- **EXERCISE REQUIREMENTS**: Begin at the line containing "24px; height: 2px;" in the entries below and end at the line containing "for NAV_ITEMS.iter().map(|(label, id)|"; transcribe that range exactly and nothing outside it.

Stored data entries
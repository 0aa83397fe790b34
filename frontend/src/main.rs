use yew::prelude::*;
use yew_router::prelude::*;
use yew_hooks::prelude::*;
use log::{info, warn, Level};
use web_sys::MouseEvent;

mod config;
mod content;
mod theme;
mod relay;
mod chat_log;
mod proposal;
mod intro;
mod scroll;
mod components {
    pub mod chatbot;
    pub mod campaign_generator;
    pub mod intro_animation;
    pub mod proposal_modal;
}
mod pages {
    pub mod landing;
    pub mod not_found;
}

use components::intro_animation::IntroAnimation;
use content::{AGENCY_NAME, LOGO_URL, NAV_ITEMS};
use pages::{landing::Landing, not_found::NotFound};
use scroll::scroll_to_section;
use theme::{Theme, ThemeStyle};

const SCROLLED_AT_PX: f64 = 50.0;

#[derive(Clone, Routable, PartialEq)]
pub enum Route {
    #[at("/")]
    Home,
    #[not_found]
    #[at("/404")]
    NotFound,
}

fn switch(routes: Route, theme: Theme) -> Html {
    match routes {
        Route::Home => {
            info!("Rendering Home page");
            html! { <Landing {theme} /> }
        }
        Route::NotFound => {
            info!("Rendering NotFound page");
            html! { <NotFound /> }
        }
    }
}

#[derive(Properties, PartialEq)]
pub struct NavProps {
    pub theme: Theme,
    pub on_toggle_theme: Callback<()>,
}

#[function_component(Nav)]
pub fn nav(props: &NavProps) -> Html {
    let NavProps { theme, on_toggle_theme } = props;
    let menu_open = use_state(|| false);
    let (_, scroll_y) = use_window_scroll();
    let is_scrolled = scroll_y > SCROLLED_AT_PX;

    let toggle_menu = {
        let menu_open = menu_open.clone();
        Callback::from(move |e: MouseEvent| {
            e.prevent_default();
            menu_open.set(!*menu_open);
        })
    };

    let toggle_theme = {
        let on_toggle_theme = on_toggle_theme.clone();
        Callback::from(move |_: MouseEvent| on_toggle_theme.emit(()))
    };

    let go_to = |id: &'static str| {
        let menu_open = menu_open.clone();
        Callback::from(move |e: MouseEvent| {
            e.prevent_default();
            menu_open.set(false);
            scroll_to_section(id);
        })
    };

    let menu_class = if *menu_open {
        "nav-right mobile-menu-open"
    } else {
        "nav-right"
    };

    html! {
        <nav class={classes!("top-nav", theme.class_name(), is_scrolled.then(|| "scrolled"))}>
            <style>
            {r#"
            .top-nav { position: fixed; top: 0; left: 0; right: 0; z-index: 30; padding: 1.5rem 0; transition: all 0.3s ease; }
            .top-nav.scrolled { padding: 0.75rem 0; backdrop-filter: blur(12px); box-shadow: 0 4px 20px rgba(0,0,0,0.2); }
            .top-nav.theme-dark.scrolled { background: rgba(11,17,32,0.9); }
            .top-nav.theme-light.scrolled { background: rgba(245,245,220,0.9); }
            .nav-content { max-width: 72rem; margin: 0 auto; padding: 0 1.5rem; display: flex; justify-content: space-between; align-items: center; }
            .nav-logo { display: flex; align-items: center; gap: 0.75rem; font-weight: bold; font-size: 1.25rem; text-decoration: none; color: inherit; }
            .nav-logo img { width: 2.5rem; height: 2.5rem; border-radius: 50%; }
            .nav-right { display: flex; align-items: center; gap: 2rem; }
            .nav-link { color: inherit; text-decoration: none; font-weight: 500; opacity: 0.85; }
            .nav-link:hover { opacity: 1; }
            .theme-toggle { background: transparent; border: 1px solid rgba(127,127,127,0.4); border-radius: 9999px; width: 2.5rem; height: 2.5rem; cursor: pointer; color: inherit; font-size: 1.1rem; }
            .burger-menu { display: none; flex-direction: column; gap: 5px; background: none; border: none; cursor: pointer; }
            .burger-menu span { width: 24px; height: 2px; background: currentColor; }
            @media (max-width: 768px) {
                .burger-menu { display: flex; }
                .nav-right { display: none; position: absolute; top: 100%; left: 0; right: 0; flex-direction: column; padding: 1.5rem; gap: 1.25rem; }
                .theme-dark .nav-right { background: #0B1120; }
                .theme-light .nav-right { background: #F5F5DC; }
                .nav-right.mobile-menu-open { display: flex; }
            }
            "#}
            </style>
            <div class="nav-content">
                <a href="#hero" class="nav-logo" onclick={go_to("hero")}>
                    <img src={LOGO_URL} alt={AGENCY_NAME} />
                    {AGENCY_NAME}
                </a>

                <button class="burger-menu" onclick={toggle_menu}>
                    <span></span>
                    <span></span>
                    <span></span>
                </button>
                <div class={menu_class}>
                    { for NAV_ITEMS.iter().map(|(label, id)| html! {
                        <a href={format!("#{}", id)} class="nav-link" onclick={go_to(*id)}>
                            {*label}
                        </a>
                    }) }
                    <button class="theme-toggle" onclick={toggle_theme} title="Toggle theme">
                        {theme.toggle_glyph()}
                    </button>
                </div>
            </div>
        </nav>
    }
}

#[function_component]
fn App() -> Html {
    let theme = use_state(Theme::default);
    let show_intro = use_state(|| true);

    let toggle_theme = {
        let theme = theme.clone();
        Callback::from(move |_| {
            let next = theme.toggled();
            info!("Switching to {:?} theme", next);
            theme.set(next);
        })
    };

    let intro_done = {
        let show_intro = show_intro.clone();
        Callback::from(move |_| show_intro.set(false))
    };

    let current = *theme;
    html! {
        <>
            <ThemeStyle theme={current} />
            if *show_intro {
                <IntroAnimation on_complete={intro_done} />
            }
            <BrowserRouter>
                <Nav theme={current} on_toggle_theme={toggle_theme} />
                <Switch<Route> render={move |route: Route| switch(route, current)} />
            </BrowserRouter>
        </>
    }
}

fn main() {
    // Initialize console error panic hook for better error messages
    console_error_panic_hook::set_once();

    // Initialize logging
    console_log::init_with_level(Level::Info).expect("error initializing log");

    info!("Starting application");
    if config::get_api_key().is_none() {
        warn!("GEMINI_API_KEY was not set at build time, AI features will report errors");
    }
    yew::Renderer::<App>::new().render();
}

- **ANSWER FOR THIS EXERCISE**:
            .burger-menu span { width: 24px; height: 2px; background: currentColor; }
            @media (max-width: 768px) {
                .burger-menu { display: flex; }
                .nav-right { display: none; position: absolute; top: 100%; left: 0; right: 0; flex-direction: column; padding: 1.5rem; gap: 1.25rem; }
                .theme-dark .nav-right { background: #0B1120; }
                .theme-light .nav-right { background: #F5F5DC; }
                .nav-right.mobile-menu-open { display: flex; }
            }
            "#}
            </style>
            <div class="nav-content">
                <a href="#hero" class="nav-logo" onclick={go_to("hero")}>
                    <img src={LOGO_URL} alt={AGENCY_NAME} />
                    {AGENCY_NAME}
                </a>

                <button class="burger-menu" onclick={toggle_menu}>
                    <span></span>
                    <span></span>
                    <span></span>
                </button>
                <div class={menu_class}>
                    { for NAV_ITEMS.iter().map(|(label, id)| html! {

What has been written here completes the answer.